» GOAL OF THE EXERCISE:
From the entries below, report how many lines contain the string "SpeechOutput". Only the number is wanted.

(Dataset entries)
◆ ◆ ◆ ◆ ◆
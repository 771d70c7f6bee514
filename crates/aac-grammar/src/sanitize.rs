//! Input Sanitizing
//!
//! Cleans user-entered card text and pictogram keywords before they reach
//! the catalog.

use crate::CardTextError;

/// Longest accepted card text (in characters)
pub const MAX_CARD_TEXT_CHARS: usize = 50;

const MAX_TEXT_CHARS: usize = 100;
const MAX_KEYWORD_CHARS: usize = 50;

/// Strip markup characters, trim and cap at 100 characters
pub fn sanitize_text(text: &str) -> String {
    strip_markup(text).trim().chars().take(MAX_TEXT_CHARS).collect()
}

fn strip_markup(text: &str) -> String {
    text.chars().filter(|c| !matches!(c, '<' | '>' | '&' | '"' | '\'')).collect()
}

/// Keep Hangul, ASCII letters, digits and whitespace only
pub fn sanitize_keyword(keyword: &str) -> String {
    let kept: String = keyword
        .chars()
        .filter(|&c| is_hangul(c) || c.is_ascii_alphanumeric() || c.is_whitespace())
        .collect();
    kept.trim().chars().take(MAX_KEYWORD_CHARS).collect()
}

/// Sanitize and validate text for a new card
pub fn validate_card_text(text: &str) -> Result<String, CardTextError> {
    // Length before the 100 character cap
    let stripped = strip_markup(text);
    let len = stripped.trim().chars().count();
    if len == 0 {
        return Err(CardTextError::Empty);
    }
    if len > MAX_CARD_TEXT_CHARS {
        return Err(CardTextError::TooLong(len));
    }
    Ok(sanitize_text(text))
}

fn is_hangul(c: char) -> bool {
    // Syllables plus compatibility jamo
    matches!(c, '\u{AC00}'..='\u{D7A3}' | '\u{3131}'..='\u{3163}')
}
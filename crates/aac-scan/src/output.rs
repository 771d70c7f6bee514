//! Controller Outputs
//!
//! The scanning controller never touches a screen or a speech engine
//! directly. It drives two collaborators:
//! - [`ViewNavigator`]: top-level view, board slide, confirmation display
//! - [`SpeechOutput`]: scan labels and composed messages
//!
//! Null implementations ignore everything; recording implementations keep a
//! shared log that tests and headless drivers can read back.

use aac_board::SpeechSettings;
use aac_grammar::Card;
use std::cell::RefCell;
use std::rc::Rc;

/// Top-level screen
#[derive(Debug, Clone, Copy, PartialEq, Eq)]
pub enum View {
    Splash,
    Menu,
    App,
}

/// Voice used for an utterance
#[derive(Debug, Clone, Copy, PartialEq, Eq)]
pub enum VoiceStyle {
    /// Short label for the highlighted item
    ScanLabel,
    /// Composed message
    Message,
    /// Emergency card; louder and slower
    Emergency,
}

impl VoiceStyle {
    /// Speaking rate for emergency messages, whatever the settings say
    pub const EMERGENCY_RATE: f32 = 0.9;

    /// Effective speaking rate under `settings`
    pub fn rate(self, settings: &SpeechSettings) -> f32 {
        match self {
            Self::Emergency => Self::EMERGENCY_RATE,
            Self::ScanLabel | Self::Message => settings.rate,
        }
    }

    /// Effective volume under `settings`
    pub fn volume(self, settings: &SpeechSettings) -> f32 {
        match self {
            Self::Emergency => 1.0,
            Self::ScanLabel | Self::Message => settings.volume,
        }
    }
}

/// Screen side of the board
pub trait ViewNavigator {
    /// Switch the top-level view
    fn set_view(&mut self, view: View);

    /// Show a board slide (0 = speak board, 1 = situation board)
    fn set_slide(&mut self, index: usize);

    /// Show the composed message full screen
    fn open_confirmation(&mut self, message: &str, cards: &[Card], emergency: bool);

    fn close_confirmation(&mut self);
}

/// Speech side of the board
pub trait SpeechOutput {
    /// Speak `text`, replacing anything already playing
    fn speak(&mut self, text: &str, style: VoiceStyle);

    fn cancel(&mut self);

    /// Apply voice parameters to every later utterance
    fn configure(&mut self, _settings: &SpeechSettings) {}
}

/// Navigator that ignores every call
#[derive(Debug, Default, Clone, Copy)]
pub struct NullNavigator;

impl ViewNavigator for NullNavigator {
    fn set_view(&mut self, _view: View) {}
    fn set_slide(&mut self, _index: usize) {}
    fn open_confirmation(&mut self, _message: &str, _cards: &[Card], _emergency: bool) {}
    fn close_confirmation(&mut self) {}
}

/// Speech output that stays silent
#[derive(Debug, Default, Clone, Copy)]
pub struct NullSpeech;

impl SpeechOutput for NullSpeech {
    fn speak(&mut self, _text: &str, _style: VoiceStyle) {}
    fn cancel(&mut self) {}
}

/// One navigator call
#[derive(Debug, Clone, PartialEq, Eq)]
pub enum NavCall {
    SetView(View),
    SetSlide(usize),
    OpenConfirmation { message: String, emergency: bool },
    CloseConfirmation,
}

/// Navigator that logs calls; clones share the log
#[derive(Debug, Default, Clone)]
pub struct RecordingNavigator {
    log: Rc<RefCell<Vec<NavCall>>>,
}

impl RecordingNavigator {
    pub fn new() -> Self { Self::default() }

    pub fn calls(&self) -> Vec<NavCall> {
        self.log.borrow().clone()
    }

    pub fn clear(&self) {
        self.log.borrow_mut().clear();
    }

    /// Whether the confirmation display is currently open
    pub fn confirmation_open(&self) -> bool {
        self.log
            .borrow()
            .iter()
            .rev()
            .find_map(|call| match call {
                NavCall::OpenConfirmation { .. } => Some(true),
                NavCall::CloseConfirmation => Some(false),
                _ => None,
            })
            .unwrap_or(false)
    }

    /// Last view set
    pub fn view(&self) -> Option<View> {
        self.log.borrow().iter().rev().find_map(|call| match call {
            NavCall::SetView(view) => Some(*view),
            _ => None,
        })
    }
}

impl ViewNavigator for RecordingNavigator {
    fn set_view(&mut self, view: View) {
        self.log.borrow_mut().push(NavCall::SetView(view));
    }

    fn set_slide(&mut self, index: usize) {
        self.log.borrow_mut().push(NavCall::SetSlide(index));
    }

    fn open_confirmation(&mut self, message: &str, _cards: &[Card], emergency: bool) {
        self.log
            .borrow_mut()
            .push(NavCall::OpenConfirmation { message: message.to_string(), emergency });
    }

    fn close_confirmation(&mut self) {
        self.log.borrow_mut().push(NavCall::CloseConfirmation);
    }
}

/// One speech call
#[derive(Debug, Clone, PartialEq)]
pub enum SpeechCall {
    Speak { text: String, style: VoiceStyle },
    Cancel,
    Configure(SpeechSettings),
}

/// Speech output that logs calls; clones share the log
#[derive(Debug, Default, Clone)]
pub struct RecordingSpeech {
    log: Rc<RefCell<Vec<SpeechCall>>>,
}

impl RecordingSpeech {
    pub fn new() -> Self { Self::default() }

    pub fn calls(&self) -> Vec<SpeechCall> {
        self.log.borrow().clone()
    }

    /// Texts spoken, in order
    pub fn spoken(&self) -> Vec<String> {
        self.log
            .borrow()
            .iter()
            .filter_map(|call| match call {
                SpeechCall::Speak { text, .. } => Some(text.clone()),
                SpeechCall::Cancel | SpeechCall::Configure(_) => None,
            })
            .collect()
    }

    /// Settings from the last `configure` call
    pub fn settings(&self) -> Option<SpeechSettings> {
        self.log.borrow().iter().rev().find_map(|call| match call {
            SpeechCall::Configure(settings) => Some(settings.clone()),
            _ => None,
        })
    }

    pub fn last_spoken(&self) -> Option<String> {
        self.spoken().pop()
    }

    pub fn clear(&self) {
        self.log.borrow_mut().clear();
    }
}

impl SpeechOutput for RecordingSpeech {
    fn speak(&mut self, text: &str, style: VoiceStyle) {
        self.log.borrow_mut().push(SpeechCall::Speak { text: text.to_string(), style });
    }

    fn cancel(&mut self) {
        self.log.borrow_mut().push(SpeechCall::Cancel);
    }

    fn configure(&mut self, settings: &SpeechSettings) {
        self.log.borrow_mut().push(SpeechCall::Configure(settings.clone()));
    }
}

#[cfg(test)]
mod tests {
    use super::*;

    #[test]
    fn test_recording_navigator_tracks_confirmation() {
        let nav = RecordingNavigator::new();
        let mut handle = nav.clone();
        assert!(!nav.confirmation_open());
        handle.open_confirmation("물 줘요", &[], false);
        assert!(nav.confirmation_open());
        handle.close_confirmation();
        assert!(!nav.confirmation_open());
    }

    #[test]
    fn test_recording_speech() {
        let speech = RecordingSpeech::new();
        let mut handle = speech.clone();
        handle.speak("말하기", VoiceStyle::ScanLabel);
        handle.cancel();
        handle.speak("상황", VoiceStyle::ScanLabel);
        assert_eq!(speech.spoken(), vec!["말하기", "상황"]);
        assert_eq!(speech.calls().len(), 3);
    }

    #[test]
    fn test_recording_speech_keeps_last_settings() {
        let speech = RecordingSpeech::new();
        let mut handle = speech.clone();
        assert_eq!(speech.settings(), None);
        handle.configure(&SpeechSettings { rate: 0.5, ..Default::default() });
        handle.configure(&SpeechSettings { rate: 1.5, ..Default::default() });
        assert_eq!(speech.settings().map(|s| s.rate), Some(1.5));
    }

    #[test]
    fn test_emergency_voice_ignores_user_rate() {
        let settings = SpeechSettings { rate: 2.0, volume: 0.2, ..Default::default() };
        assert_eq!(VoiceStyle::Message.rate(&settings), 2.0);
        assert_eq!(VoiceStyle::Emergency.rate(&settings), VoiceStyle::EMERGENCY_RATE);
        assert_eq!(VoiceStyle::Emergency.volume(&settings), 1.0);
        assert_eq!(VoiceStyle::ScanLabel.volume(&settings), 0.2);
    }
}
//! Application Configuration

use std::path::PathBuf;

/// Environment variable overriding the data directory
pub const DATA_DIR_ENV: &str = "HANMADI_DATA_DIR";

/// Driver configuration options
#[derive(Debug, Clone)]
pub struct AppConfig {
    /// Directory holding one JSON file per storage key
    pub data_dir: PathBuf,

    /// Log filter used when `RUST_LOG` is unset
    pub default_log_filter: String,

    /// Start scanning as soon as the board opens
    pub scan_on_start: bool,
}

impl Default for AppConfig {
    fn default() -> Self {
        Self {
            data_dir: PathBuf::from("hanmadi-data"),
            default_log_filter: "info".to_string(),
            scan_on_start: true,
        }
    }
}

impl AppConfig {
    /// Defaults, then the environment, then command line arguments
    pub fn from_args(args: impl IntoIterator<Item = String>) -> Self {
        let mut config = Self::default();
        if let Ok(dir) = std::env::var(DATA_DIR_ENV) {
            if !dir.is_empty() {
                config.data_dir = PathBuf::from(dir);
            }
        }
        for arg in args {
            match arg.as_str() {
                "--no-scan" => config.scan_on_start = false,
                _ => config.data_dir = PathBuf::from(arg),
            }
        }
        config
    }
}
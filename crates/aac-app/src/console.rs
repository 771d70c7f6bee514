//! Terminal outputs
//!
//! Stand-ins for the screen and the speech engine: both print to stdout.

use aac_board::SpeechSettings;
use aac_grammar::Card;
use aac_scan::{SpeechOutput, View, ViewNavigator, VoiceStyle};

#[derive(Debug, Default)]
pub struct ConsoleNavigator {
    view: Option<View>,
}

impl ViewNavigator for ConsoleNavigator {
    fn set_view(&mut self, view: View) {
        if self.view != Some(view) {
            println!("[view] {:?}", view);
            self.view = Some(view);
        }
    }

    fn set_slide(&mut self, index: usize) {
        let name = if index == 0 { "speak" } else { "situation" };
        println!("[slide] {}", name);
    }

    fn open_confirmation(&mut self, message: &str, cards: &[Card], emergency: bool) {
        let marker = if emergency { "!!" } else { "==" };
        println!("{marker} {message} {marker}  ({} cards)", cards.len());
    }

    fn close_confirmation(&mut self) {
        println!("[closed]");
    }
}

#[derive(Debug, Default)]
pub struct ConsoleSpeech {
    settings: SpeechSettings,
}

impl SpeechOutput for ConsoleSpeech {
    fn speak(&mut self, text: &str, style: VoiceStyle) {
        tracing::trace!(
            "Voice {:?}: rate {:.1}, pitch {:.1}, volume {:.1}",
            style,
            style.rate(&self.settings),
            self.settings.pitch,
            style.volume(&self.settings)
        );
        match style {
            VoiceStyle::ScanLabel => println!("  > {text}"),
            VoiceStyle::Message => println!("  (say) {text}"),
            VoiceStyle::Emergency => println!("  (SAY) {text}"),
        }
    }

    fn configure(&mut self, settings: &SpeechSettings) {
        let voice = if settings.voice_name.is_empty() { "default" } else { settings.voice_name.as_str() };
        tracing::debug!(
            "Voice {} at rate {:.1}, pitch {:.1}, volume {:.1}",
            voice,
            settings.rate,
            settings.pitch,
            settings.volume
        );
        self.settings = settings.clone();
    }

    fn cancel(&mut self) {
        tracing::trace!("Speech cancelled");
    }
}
◆ ◆ ◆ ◆ ◆
» RESPONSE:
6